It is well documented that the discovery and successful development of small-molecule antibiotics combined with a lack of rigour in product validation was at least partially responsible for the failure of phage therapy to take hold in Western countries. Despite this, several large pharmaceutical companies have previously sold therapeutic phage products; however, in the West in recent years, few if any phage products have been available. The current resurgence of interest in phage therapy has resulted in several non-therapeutic phage products being sold and a number of early-stage clinical trials have been, or are being conducted. Importantly, a number of relatively well-financed companies are now active in the field.

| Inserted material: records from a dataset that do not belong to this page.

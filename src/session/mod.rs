//! Cookie-carried state: the access token session, the pending
//! authorization `state`, and the landing form's CSRF secret.

use cookie::time::Duration;
use cookie::{Cookie, SameSite};

use crate::core::models::TokenSession;
use crate::core::types::{CsrfSecret, CsrfToken, StateNonce};
use crate::util::sign::{Purpose, SigningService};

pub const SESSION_COOKIE: &str = "authrelay-session";
pub const STATE_COOKIE: &str = "authrelay-state";
pub const CSRF_COOKIE: &str = "authrelay-csrf";

const STATE_PATH: &str = "/callback";
const STATE_MAX_AGE_MINUTES: i64 = 10;

#[derive(Debug, thiserror::Error)]
pub enum SessionError {
    #[error("no {0} cookie")]
    Missing(&'static str),
    #[error("{0} cookie failed verification")]
    Tampered(&'static str),
    #[error("{0} cookie payload is malformed")]
    Malformed(&'static str),
    #[error("authorization response state does not match")]
    StateMismatch,
    #[error("missing or invalid CSRF token")]
    Csrf,
}

#[derive(Debug, Clone)]
pub struct SessionCodec {
    signer: SigningService,
    secure: bool,
}

impl SessionCodec {
    /// `secure` sets the Secure attribute on every cookie issued.
    pub fn new(signer: SigningService, secure: bool) -> Self {
        Self { signer, secure }
    }

    fn cookie(&self, name: &'static str, value: String) -> cookie::CookieBuilder<'static> {
        Cookie::build((name, value))
            .http_only(true)
            .secure(self.secure)
            .same_site(SameSite::Lax)
            .path("/")
    }

    pub fn issue(&self, session: &TokenSession) -> Result<Cookie<'static>, SessionError> {
        let json = serde_json::to_vec(session).map_err(|_| SessionError::Malformed(SESSION_COOKIE))?;
        let payload = base64::encode_config(json, base64::URL_SAFE_NO_PAD);
        let value = self.signer.sign(Purpose::Session, &payload);
        Ok(self.cookie(SESSION_COOKIE, value).build())
    }

    /// Session carried by the `authrelay-session` cookie value, if any.
    pub fn lookup(&self, raw: Option<&str>) -> Result<TokenSession, SessionError> {
        let raw = raw
            .filter(|r| !r.is_empty())
            .ok_or(SessionError::Missing(SESSION_COOKIE))?;
        let payload = self
            .signer
            .unsign(Purpose::Session, raw)
            .ok_or(SessionError::Tampered(SESSION_COOKIE))?;
        let json = base64::decode_config(payload, base64::URL_SAFE_NO_PAD)
            .map_err(|_| SessionError::Malformed(SESSION_COOKIE))?;
        serde_json::from_slice(&json).map_err(|_| SessionError::Malformed(SESSION_COOKIE))
    }

    pub fn issue_state(&self, state: &StateNonce) -> Cookie<'static> {
        self.cookie(STATE_COOKIE, self.signer.sign(Purpose::State, state.as_ref()))
            .path(STATE_PATH)
            .max_age(Duration::minutes(STATE_MAX_AGE_MINUTES))
            .build()
    }

    /// Checks that the `state` returned by the authorization server is the
    /// one we signed into the state cookie.
    pub fn verify_state(
        &self,
        raw: Option<&str>,
        returned: Option<&StateNonce>,
    ) -> Result<(), SessionError> {
        let raw = raw.ok_or(SessionError::Missing(STATE_COOKIE))?;
        let expected = self
            .signer
            .unsign(Purpose::State, raw)
            .ok_or(SessionError::Tampered(STATE_COOKIE))?;
        match returned {
            Some(state) if state.as_ref() == expected => Ok(()),
            _ => Err(SessionError::StateMismatch),
        }
    }

    pub fn clear_state(&self) -> Cookie<'static> {
        self.cookie(STATE_COOKIE, String::new())
            .path(STATE_PATH)
            .max_age(Duration::ZERO)
            .build()
    }

    /// The CSRF secret from its cookie, if the client already has one.
    pub fn csrf_secret(&self, raw: Option<&str>) -> Option<CsrfSecret> {
        raw.filter(|r| !r.is_empty())
            .map(|r| CsrfSecret(r.to_string()))
    }

    pub fn issue_csrf(&self, secret: &CsrfSecret) -> Cookie<'static> {
        self.cookie(CSRF_COOKIE, secret.0.clone()).build()
    }

    pub fn csrf_token(&self, secret: &CsrfSecret) -> CsrfToken {
        CsrfToken(self.signer.digest(Purpose::Csrf, secret.as_ref()))
    }

    pub fn verify_csrf(&self, raw: Option<&str>, token: &CsrfToken) -> Result<(), SessionError> {
        let secret = self.csrf_secret(raw).ok_or(SessionError::Csrf)?;
        if self
            .signer
            .verify_digest(Purpose::Csrf, secret.as_ref(), token.as_ref())
        {
            Ok(())
        } else {
            Err(SessionError::Csrf)
        }
    }
}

While there is some renewed interest from large corporations in the use of phages in a number of product areas, the bulk of commercial phage development is being carried out by Small and Medium Enterprises (SMEs). All life science-focussed SMEs face substantial hurdles, particularly when developing human therapeutics but it could be argued that in the case of phage, some of these issues are particularly pronounced. Specific key issues include:
i) Patents – the lengthy historical use of phage therapy means that in many cases the core technologies (particularly the cocktails themselves) are difficult to protect.
ii) Purification – there are relatively standard purification methodologies available for small molecules. Being biological entities, phages are unique and process development, assay validation and industrial scale-up are relatively poorly understood by many contract research organisations.
iii) Regulation – regulatory pathways (particularly in the case of therapeutics) are often not compatible with the unique nature of bacteriophage products, potentially making any regulatory interactions riskier.
This presentation will discuss these and other issues facing small phage companies and consider some ways in which these issues have been or can be addressed.